Me and Taati reached the Church at 5.30 pm ,as the service was supposed to start at 7.00 pm.But it was already jam-packed ,fortunately we got the place inside in the gallery ,got a clear view of Benny Hinn.I didn’t know when he came in,as we were all praying,but when I opened my eyes after prayer,I whispered to Taati,”Benny Hinn is here.”For a long time,I kept looking at his face and then looked at myself,that was it real.Then I thanked God again and again.He spoke for less than an hour on’Where would you go,if you die today?”He started by mentioning about the funeral of designer ,whose funeral he was asked to preach.He told that how in that funeral ,when he was sitting between an Imam and a Jewish Rabbi and he spoke about Jesus is the only way to heaven.Filled in Holy Spirit,Benny Hinn,beautifully drew the contrast between the story of Joseph and life of Jesus Christ,so much so ,he also related the story of Abraham and Isaac with the Father and Son.

”You are born not by your choice ,but with the choice of your parents.But ,where you want to be in next life,is your choice.”Hinn proclaimed.He also stated that if you want to be saved ,then there is no other way but accepting the Jesus as your savior in your life.”Nothing is impossible with God,”that song sung by him and the choir,always made me realized that ,I have seen this manifested in my life so many times.Every word Benny Hinn spoke,was filled with the wisdom bestowed on him by anointing of the Holy Spirit.

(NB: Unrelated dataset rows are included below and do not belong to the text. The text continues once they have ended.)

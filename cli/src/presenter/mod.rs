//! Output sinks for the poller.

mod chart;
mod raw;
mod text;

use std::io;

use wattwise_sources::{Reading, SourceError};

use crate::config::DisplayConfig;

pub use chart::{ChartPresenter, ChartState};
pub use raw::RawPresenter;
pub use text::TextPresenter;

/// Receives every poll outcome in order.
pub trait Presenter {
    fn reading(&mut self, reading: &Reading) -> io::Result<()>;

    /// A poll failed but monitoring continues.
    fn transient(&mut self, error: &SourceError) -> io::Result<()>;

    fn finish(&mut self) -> io::Result<()> {
        Ok(())
    }
}

#[derive(Debug, Clone, Copy, PartialEq, Eq)]
pub enum PowerLevel {
    Normal,
    Warning,
    Critical,
}

#[derive(Debug, Clone, Copy, PartialEq)]
pub struct Thresholds {
    pub warning: f64,
    pub critical: f64,
}

impl Default for Thresholds {
    fn default() -> Self {
        Self::from(&DisplayConfig::default())
    }
}

impl From<&DisplayConfig> for Thresholds {
    fn from(display: &DisplayConfig) -> Self {
        Self {
            warning: display.warning_watts,
            critical: display.critical_watts,
        }
    }
}

impl PowerLevel {
    /// Both thresholds are inclusive of the warning band.
    pub fn classify(watts: f64, thresholds: &Thresholds) -> Self {
        if watts > thresholds.critical {
            PowerLevel::Critical
        } else if watts >= thresholds.warning {
            PowerLevel::Warning
        } else {
            PowerLevel::Normal
        }
    }
}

He also enumerated the seven anointings: 1)Preaching;this he said is you can easily see in the preacher,as when he preaches the souls are saved,and bodies are healed.2)Teaching;its not like a teaching in the school,but when this happens,it feeds your souls.3)Healing:killing of diseases in seconds with the touch of Holy Ghost.4)Deliverance:This is the time when you have battle with the demon possessed .He specifically mentioned about this anointing that ,this is stronger than healing.The reason he stated a was ,its easy to heal people,but its difficult to deliver people out of bondage.He also cautioned the pastors and preachers,that be well prepared to take the demons out,as if you are not strong,then these forces can defeat you.5)Prophetic.6)Worship and praise.7)Prosperity.

He was to speak on these seven anointings today,which I can’t attend due to my class that time.I always regret it,but attending his one day crusade compensated this.I was telling my friend Taati,that the anointing was felt during the whole time we sat there.We had been sitting there since 5.30 and came out at 11.00,and then we looked at the light-rail station clock,which was showing the time.

I have also witnessed the healing part,when people suffering from kidney,asthma and many diseases were coming up and sharing their testimonies.What a wonderful man of God.I will never forget the evening of March 15,which has given me so much blessing,that I can cherish for myself and my family.Our next venture is Juanita Bynum,another powerful servant of God,can’t wait to witness that anointing.